La Casa de Bernarda Alba es la perfecta radiografía lorquiana de la España encerrada bajo confinamiento durante el Estado de Alarma.
Al morir su marido, Bernarda Alba declara oficialmente el luto en su casa, imponiéndoselo a sus cinco hijas: En ocho años que dure el luto no ha de entrar en esta casa el viento de la calle.
Martirio le pregunta a su hermana Adela, la más joven de todas: ¿Qué piensas, Adela? Y Adela le responde que el luto declarado a raíz de la muerte de su padre la ha cogido en la peor época de su vida para pasarlo. A lo que Martirio le dice: Ya te acostumbrarás. Pero Adela rompe a llorar desgarradoramente y solloza no sin ira: No me acostumbraré. Yo no puedo estar encerrada. No quiero que se me pongan las carnes como a vosotras; no quiero perder mi blancura en estas habitaciones; mañana me pondré mi vestido verde y me echaré a pasear por la calle. ¡Yo quiero salir!
Bernarda sabe que sus hijas, en el fondo, son, como ella misma dice: “Mujeres ventaneras y rompedoras de su luto”, y que, como es natural, tiran al monte como cabras.
Pero ella, el Gobierno, no va a consentirlo.
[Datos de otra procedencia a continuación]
//! Rigid bodies

use crate::collision::CollisionFilter;
use crate::material::PhysicsMaterial;
use crate::shapes::{Aabb, Collider, Plane, Shape, ShapeInstance};
use drivescape_math::{Quat, Vec3};
use slotmap::new_key_type;

new_key_type! {
    /// Key to a rigid body in the physics world
    ///
    /// Generational: a key to a removed body returns None instead of
    /// pointing at whatever reused the slot.
    pub struct BodyKey;
}

/// How a body takes part in the simulation
#[derive(Clone, Copy, Debug, PartialEq, Eq)]
pub enum BodyType {
    /// Never moves; mass 0
    Static,
    /// Moved by gravity, velocity and contacts
    Dynamic,
    /// Moved only by its velocity, pushes but is not pushed
    Kinematic,
}

#[derive(Clone, Copy, Debug, PartialEq, Eq)]
pub enum SleepState {
    Awake,
    Sleeping,
}

/// A rigid body made of one or more shapes
#[derive(Clone, Debug)]
pub struct RigidBody {
    pub position: Vec3,
    pub orientation: Quat,
    /// Units per second
    pub velocity: Vec3,
    /// Radians per second about each world axis
    pub angular_velocity: Vec3,
    pub mass: f32,
    pub material: PhysicsMaterial,
    pub filter: CollisionFilter,
    pub affected_by_gravity: bool,
    body_type: BodyType,
    shapes: Vec<ShapeInstance>,
    sleep_state: SleepState,
    idle_time: f32,
}

impl RigidBody {
    /// Body with the given mass; mass 0 makes it static
    pub fn new(mass: f32) -> Self {
        let body_type = if mass > 0.0 { BodyType::Dynamic } else { BodyType::Static };
        Self {
            position: Vec3::ZERO,
            orientation: Quat::IDENTITY,
            velocity: Vec3::ZERO,
            angular_velocity: Vec3::ZERO,
            mass: mass.max(0.0),
            material: PhysicsMaterial::default(),
            filter: if body_type == BodyType::Static {
                CollisionFilter::static_world()
            } else {
                CollisionFilter::default()
            },
            affected_by_gravity: body_type == BodyType::Dynamic,
            body_type,
            shapes: Vec::new(),
            sleep_state: SleepState::Awake,
            idle_time: 0.0,
        }
    }

    /// Dynamic single-sphere body
    pub fn new_sphere(position: Vec3, radius: f32) -> Self {
        Self::new(1.0)
            .with_position(position)
            .with_shape(ShapeInstance::new(Shape::Sphere { radius }))
    }

    /// Dynamic single-box body
    pub fn new_box(position: Vec3, half_extents: Vec3) -> Self {
        Self::new(1.0)
            .with_position(position)
            .with_shape(ShapeInstance::new(Shape::Box { half_extents }))
    }

    /// Static single-box body
    pub fn new_static_box(position: Vec3, half_extents: Vec3) -> Self {
        Self::new(0.0)
            .with_position(position)
            .with_shape(ShapeInstance::new(Shape::Box { half_extents }))
    }

    pub fn with_position(mut self, position: Vec3) -> Self {
        self.position = position;
        self
    }

    pub fn with_orientation(mut self, orientation: Quat) -> Self {
        self.orientation = orientation;
        self
    }

    pub fn with_velocity(mut self, velocity: Vec3) -> Self {
        self.velocity = velocity;
        self
    }

    pub fn with_material(mut self, material: PhysicsMaterial) -> Self {
        self.material = material;
        self
    }

    pub fn with_filter(mut self, filter: CollisionFilter) -> Self {
        self.filter = filter;
        self
    }

    pub fn with_gravity(mut self, affected: bool) -> Self {
        self.affected_by_gravity = affected;
        self
    }

    pub fn with_shape(mut self, shape: ShapeInstance) -> Self {
        self.shapes.push(shape);
        self
    }

    /// Switch the body type; static bodies lose gravity
    pub fn with_body_type(mut self, body_type: BodyType) -> Self {
        self.body_type = body_type;
        if body_type != BodyType::Dynamic {
            self.affected_by_gravity = false;
        }
        self
    }

    /// Start asleep
    pub fn asleep(mut self) -> Self {
        self.sleep();
        self
    }

    pub fn add_shape(&mut self, shape: ShapeInstance) {
        self.shapes.push(shape);
    }

    pub fn shapes(&self) -> &[ShapeInstance] {
        &self.shapes
    }

    pub fn body_type(&self) -> BodyType {
        self.body_type
    }

    pub fn is_static(&self) -> bool {
        self.body_type == BodyType::Static
    }

    pub fn sleep_state(&self) -> SleepState {
        self.sleep_state
    }

    pub fn is_sleeping(&self) -> bool {
        self.sleep_state == SleepState::Sleeping
    }

    /// Put the body to sleep; its velocities are cleared
    pub fn sleep(&mut self) {
        self.sleep_state = SleepState::Sleeping;
        self.reset_velocity();
    }

    pub fn wake_up(&mut self) {
        self.sleep_state = SleepState::Awake;
        self.idle_time = 0.0;
    }

    /// Zero linear and angular velocity
    pub fn reset_velocity(&mut self) {
        self.velocity = Vec3::ZERO;
        self.angular_velocity = Vec3::ZERO;
    }

    /// Move instantly, clearing velocities
    pub fn teleport(&mut self, position: Vec3, orientation: Quat) {
        self.position = position;
        self.orientation = orientation;
        self.reset_velocity();
    }

    /// Apply a positional correction (e.g., from collision resolution)
    pub fn apply_correction(&mut self, correction: Vec3) {
        self.position += correction;
    }

    /// World-space colliders of every shape
    pub fn colliders(&self) -> impl Iterator<Item = Collider> + '_ {
        self.shapes
            .iter()
            .map(move |s| s.world_collider(self.position, self.orientation))
    }

    /// Union of all shape bounds
    pub fn bounds(&self) -> Option<Aabb> {
        self.colliders()
            .filter_map(|c| c.bounds())
            .reduce(|a, b| a.union(&b))
    }

    pub(crate) fn accumulate_idle(&mut self, dt: f32, speed_limit: f32, time_limit: f32) {
        let speed = self.velocity.length() + self.angular_velocity.length();
        if speed < speed_limit {
            self.idle_time += dt;
            if self.idle_time >= time_limit {
                self.sleep();
            }
        } else {
            self.idle_time = 0.0;
        }
    }
}

/// Unbounded static geometry such as the ground plane
#[derive(Clone, Debug)]
pub struct StaticCollider {
    pub collider: Collider,
    pub material: PhysicsMaterial,
    pub filter: CollisionFilter,
}

impl StaticCollider {
    pub fn new(collider: Collider, material: PhysicsMaterial) -> Self {
        Self {
            collider,
            material,
            filter: CollisionFilter::static_world(),
        }
    }

    /// Ground plane at height `z`
    pub fn floor(z: f32, material: PhysicsMaterial) -> Self {
        Self::new(Collider::Plane(Plane::floor(z)), material)
    }
}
María Josefa, la vieja, la madre de Bernarda y la loca de la casa, es la única que, paradójicamente no ha perdido la razón y puede dar constancia de la realidad en la que viven: Aquí no hay más que mantos de luto.
Adela, como heroína rebelde de una tragedia griega, acabará ahorcándose porque no puede tener a Pepe el Romano, del que estaba embarazada, que ha sido prometido a Angustias, su hermana mayor.
Tras su muerte, Bernarda declara un luto riguroso y sobrevenido -luto sobre luto- y, mintiendo, porque no hay Gobierno que no se base en la mentira y se sostenga sobre ella, proclamará que Adela ha muerto virgen. Como una santa. Y, acto seguido, decretará Nos hundiremos todas en un mar de luto, condenándonos a todos los espectadores a la catarsis de esa tragedia.